Input data ::
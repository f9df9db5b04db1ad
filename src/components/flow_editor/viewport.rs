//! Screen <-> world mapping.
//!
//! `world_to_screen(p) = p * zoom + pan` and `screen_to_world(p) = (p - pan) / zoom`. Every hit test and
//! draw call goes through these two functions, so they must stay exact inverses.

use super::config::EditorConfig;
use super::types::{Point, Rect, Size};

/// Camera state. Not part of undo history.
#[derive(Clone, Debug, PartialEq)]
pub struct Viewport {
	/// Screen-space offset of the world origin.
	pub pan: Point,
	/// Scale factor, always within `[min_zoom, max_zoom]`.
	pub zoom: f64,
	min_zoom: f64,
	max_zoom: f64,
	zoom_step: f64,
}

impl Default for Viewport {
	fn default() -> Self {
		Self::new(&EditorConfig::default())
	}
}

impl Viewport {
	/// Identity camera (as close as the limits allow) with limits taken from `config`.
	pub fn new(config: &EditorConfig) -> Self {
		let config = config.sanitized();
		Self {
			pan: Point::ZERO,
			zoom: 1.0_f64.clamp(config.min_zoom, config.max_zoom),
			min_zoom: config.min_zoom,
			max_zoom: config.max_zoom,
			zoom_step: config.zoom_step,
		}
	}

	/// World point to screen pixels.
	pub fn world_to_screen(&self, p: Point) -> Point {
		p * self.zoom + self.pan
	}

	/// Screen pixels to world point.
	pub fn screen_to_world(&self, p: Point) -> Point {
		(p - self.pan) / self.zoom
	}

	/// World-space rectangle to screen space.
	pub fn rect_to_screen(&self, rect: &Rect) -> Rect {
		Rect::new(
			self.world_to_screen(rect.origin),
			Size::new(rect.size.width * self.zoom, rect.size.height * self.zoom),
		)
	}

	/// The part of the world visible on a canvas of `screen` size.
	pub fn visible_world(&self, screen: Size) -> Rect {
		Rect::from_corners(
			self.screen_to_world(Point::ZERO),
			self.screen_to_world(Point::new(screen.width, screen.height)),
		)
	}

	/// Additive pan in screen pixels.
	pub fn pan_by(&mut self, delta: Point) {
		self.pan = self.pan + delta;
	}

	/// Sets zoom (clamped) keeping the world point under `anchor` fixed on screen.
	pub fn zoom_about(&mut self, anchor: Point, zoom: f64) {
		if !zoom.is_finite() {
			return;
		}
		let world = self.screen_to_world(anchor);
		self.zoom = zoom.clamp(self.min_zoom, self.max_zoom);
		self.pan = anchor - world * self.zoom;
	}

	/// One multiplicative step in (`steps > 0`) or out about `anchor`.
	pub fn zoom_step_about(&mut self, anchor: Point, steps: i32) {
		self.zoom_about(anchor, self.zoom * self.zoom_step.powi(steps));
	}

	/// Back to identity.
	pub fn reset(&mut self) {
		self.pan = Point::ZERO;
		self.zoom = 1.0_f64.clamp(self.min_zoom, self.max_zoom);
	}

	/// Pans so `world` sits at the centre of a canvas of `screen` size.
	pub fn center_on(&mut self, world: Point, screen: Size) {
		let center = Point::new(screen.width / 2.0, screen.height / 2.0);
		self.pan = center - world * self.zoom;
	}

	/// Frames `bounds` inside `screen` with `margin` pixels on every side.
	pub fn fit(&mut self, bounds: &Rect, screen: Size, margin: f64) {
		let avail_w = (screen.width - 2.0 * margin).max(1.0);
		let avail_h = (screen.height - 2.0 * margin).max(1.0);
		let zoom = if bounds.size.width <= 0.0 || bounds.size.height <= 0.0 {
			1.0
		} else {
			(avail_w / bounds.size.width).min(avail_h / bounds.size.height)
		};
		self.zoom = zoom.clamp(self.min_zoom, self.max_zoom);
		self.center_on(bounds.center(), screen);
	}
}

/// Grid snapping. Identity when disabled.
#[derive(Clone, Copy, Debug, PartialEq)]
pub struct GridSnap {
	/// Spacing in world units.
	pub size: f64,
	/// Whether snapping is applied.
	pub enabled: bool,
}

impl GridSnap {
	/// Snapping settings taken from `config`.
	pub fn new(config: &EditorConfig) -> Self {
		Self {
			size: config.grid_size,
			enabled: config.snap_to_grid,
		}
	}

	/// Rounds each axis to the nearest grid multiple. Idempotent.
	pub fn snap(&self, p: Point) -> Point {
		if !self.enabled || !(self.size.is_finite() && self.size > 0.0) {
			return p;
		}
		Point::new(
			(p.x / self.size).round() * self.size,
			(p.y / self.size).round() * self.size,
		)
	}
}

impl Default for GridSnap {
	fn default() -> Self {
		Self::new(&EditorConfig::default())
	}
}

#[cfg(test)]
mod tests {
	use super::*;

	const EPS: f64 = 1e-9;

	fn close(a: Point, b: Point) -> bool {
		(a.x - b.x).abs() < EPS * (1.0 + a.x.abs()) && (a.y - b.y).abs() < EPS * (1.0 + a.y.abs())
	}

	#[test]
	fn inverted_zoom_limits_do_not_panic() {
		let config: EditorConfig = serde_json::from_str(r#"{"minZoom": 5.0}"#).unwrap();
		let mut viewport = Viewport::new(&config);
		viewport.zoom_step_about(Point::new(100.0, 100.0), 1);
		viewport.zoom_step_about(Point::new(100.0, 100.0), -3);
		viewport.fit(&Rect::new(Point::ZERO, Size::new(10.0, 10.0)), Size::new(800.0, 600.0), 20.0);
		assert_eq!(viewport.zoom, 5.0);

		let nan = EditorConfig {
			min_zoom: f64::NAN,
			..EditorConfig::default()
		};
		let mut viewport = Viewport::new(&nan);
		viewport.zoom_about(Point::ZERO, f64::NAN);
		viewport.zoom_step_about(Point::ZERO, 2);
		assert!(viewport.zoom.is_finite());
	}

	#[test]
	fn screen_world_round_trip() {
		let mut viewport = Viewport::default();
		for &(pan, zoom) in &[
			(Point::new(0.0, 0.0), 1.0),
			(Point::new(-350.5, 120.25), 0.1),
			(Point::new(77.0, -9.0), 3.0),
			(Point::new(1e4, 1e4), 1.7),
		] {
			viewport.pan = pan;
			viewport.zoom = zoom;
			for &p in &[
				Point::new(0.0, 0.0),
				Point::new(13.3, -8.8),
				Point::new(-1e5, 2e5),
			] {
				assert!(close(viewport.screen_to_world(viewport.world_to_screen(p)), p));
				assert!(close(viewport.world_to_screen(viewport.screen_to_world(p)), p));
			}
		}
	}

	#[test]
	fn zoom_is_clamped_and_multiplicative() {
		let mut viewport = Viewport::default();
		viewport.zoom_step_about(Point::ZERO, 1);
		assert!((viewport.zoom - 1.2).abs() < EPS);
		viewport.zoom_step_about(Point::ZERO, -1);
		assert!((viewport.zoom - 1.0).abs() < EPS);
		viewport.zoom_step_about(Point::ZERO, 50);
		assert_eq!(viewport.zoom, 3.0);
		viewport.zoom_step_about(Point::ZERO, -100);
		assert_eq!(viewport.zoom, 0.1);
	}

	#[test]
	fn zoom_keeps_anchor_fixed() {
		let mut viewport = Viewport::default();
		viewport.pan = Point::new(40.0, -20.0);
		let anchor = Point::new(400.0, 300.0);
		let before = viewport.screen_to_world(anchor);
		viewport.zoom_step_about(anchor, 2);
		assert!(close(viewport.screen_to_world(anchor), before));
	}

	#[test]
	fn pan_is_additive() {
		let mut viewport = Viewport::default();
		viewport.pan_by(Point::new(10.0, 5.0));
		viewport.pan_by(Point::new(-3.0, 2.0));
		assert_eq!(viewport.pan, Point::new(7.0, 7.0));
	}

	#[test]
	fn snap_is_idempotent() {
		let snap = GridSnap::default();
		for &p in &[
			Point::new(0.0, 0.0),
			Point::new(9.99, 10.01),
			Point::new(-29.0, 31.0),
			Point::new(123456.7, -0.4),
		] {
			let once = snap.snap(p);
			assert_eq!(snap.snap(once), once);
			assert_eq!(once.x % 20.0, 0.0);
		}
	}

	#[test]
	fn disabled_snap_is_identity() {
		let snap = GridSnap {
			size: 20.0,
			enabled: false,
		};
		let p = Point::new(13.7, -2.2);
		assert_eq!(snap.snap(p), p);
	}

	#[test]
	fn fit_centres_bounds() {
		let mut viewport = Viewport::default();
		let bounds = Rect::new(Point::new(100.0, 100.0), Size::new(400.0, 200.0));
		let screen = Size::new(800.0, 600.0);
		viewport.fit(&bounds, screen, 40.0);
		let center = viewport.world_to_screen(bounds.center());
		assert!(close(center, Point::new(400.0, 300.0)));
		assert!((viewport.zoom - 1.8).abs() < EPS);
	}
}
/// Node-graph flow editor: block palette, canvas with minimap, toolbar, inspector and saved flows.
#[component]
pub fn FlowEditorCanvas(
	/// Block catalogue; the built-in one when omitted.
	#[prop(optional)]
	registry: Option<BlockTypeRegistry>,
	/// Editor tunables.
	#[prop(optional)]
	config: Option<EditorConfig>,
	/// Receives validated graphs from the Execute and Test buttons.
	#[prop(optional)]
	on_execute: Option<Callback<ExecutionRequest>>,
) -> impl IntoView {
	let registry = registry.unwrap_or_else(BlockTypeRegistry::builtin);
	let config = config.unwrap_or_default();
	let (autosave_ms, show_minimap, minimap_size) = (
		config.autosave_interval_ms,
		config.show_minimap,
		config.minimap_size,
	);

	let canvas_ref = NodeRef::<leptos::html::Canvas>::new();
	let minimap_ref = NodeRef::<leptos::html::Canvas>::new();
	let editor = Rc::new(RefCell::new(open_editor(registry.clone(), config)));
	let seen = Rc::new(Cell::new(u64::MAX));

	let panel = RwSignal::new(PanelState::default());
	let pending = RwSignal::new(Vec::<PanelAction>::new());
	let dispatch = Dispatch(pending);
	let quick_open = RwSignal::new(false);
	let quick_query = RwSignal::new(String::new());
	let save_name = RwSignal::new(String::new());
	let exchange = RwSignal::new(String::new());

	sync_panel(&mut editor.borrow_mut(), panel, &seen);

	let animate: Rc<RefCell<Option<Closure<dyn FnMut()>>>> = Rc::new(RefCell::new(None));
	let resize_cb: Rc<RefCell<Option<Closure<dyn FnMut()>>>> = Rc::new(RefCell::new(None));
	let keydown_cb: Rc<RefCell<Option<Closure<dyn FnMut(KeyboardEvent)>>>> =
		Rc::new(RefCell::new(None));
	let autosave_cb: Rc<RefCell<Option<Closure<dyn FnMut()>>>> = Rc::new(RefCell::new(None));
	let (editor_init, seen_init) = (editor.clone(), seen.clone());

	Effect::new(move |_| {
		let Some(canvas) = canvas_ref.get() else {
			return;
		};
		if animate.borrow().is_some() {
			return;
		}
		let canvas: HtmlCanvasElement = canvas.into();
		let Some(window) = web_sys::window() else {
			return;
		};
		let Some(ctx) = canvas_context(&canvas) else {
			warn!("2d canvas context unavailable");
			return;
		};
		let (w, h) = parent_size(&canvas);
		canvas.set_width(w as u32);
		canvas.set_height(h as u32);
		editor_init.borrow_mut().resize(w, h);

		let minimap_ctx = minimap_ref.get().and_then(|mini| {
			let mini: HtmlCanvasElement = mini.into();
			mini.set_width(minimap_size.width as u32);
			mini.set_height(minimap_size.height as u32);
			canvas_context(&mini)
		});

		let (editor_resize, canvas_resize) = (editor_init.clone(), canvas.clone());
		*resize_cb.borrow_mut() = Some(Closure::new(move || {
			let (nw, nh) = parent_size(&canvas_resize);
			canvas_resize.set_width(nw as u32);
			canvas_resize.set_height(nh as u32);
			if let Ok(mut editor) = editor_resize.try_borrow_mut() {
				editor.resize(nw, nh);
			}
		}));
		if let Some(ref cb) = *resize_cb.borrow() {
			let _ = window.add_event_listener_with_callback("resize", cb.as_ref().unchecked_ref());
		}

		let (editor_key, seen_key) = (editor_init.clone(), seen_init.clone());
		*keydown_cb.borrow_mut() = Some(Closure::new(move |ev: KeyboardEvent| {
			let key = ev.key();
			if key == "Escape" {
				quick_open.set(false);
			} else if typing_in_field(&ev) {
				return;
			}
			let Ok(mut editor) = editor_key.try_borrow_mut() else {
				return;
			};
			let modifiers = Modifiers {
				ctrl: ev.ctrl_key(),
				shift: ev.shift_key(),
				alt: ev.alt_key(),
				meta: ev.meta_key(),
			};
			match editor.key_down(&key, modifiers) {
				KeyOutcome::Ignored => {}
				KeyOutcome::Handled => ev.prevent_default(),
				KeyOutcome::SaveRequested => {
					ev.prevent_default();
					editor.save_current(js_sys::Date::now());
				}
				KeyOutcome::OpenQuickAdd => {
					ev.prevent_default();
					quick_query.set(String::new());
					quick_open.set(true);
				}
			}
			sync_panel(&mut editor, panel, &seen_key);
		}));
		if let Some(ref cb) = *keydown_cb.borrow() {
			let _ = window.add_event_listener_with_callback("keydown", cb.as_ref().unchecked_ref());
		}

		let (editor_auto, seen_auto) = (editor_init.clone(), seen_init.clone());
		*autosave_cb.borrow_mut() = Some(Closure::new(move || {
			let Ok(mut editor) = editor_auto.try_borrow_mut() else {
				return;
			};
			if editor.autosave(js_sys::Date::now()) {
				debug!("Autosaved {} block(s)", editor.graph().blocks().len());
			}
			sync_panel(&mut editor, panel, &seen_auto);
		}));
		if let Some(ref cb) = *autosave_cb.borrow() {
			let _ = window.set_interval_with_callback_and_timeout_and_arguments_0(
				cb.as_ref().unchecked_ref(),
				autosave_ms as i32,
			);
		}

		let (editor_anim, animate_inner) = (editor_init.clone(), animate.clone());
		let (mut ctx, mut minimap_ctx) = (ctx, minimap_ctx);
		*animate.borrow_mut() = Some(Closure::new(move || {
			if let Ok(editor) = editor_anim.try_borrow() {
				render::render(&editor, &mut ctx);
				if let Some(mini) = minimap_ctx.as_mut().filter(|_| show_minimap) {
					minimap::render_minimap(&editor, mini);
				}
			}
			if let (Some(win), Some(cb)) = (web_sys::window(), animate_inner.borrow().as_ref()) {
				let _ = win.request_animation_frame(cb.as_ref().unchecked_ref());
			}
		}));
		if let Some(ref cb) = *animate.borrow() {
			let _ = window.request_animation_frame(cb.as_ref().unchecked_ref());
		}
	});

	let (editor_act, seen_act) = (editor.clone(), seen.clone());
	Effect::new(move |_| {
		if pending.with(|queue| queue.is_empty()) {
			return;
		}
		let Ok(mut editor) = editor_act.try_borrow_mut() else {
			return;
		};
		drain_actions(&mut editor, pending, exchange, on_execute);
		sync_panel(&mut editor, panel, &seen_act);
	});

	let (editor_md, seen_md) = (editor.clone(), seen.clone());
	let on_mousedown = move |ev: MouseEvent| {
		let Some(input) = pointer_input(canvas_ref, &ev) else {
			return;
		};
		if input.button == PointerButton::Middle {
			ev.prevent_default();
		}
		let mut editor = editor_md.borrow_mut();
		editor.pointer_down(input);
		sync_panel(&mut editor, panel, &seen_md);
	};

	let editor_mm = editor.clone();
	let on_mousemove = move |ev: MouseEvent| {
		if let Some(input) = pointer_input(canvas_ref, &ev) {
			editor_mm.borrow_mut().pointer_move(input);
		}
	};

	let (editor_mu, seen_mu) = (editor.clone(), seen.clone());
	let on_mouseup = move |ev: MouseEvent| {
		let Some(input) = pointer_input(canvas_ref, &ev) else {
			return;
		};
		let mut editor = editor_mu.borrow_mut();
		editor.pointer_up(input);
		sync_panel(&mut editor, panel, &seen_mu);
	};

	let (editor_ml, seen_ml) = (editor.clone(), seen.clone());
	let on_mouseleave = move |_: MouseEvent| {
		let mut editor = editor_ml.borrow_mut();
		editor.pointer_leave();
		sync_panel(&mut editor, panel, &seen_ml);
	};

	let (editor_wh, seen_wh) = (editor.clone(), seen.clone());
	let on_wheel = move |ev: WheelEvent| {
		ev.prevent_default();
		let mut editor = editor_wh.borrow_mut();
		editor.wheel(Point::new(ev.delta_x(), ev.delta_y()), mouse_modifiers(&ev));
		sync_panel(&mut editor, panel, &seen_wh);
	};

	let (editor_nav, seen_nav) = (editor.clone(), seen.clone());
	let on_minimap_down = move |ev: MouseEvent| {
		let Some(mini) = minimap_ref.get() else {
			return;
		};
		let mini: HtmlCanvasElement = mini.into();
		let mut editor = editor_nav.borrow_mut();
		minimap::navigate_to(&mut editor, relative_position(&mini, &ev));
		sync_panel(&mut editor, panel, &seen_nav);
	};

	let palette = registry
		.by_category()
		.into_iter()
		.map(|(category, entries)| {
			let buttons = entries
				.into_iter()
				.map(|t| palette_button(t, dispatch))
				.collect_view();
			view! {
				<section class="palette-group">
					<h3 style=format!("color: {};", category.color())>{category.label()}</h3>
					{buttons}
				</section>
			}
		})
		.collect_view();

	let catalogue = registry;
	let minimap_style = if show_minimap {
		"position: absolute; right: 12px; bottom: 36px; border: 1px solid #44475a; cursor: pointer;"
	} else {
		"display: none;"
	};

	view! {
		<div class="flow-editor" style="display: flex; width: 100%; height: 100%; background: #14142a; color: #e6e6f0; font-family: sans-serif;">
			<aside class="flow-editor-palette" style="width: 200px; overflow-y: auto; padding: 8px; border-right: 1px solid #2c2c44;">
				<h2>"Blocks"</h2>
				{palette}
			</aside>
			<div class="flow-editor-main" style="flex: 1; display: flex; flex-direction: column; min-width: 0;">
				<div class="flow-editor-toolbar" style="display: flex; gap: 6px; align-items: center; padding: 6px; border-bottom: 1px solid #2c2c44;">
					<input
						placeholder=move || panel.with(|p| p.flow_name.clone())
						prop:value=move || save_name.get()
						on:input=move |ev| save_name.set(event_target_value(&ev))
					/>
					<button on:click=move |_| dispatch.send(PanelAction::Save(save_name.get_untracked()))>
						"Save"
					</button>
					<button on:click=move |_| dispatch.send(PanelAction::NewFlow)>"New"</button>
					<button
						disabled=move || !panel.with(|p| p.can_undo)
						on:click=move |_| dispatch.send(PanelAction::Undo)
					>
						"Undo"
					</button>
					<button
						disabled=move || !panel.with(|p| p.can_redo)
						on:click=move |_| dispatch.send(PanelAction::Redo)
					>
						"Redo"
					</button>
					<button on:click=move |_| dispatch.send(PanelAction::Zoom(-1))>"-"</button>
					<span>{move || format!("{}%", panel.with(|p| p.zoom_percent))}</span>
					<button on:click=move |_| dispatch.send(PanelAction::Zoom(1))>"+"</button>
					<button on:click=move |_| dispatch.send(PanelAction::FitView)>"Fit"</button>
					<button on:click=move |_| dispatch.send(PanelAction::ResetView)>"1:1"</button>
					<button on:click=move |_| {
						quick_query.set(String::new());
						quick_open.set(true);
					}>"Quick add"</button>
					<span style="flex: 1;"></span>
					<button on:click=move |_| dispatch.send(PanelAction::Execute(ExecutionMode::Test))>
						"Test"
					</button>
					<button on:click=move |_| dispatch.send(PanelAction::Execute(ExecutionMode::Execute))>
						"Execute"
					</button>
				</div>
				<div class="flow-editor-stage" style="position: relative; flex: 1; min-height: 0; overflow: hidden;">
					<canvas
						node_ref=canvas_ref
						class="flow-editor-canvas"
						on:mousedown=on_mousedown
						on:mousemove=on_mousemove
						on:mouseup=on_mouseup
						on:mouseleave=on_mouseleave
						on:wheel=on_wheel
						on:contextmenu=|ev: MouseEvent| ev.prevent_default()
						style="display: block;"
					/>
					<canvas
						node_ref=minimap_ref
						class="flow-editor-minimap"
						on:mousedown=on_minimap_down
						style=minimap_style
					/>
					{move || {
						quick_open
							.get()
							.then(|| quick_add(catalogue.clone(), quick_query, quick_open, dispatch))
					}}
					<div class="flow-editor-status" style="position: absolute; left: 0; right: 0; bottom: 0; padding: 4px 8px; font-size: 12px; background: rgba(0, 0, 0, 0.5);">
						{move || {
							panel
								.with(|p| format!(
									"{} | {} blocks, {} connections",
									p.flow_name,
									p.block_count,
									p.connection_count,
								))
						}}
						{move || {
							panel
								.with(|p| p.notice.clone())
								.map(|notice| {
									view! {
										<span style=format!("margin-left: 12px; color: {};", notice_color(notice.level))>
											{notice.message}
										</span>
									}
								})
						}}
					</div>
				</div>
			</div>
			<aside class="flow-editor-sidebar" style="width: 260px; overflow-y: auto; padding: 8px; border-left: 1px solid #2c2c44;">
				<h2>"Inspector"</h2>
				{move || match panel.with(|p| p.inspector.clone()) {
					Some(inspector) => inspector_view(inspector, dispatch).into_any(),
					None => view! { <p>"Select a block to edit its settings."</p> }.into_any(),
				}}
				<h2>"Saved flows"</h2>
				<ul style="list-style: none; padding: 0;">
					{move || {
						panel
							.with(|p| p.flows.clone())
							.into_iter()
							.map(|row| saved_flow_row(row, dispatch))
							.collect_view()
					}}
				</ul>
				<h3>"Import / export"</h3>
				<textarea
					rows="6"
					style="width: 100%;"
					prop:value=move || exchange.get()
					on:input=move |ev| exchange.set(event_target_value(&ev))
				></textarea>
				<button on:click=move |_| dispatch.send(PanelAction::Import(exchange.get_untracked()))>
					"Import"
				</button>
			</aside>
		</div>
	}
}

Assigned task ::
Pull every line containing the word "struct" out of the material.

Reply to the exercise ::
pub struct Viewport {
pub struct GridSnap {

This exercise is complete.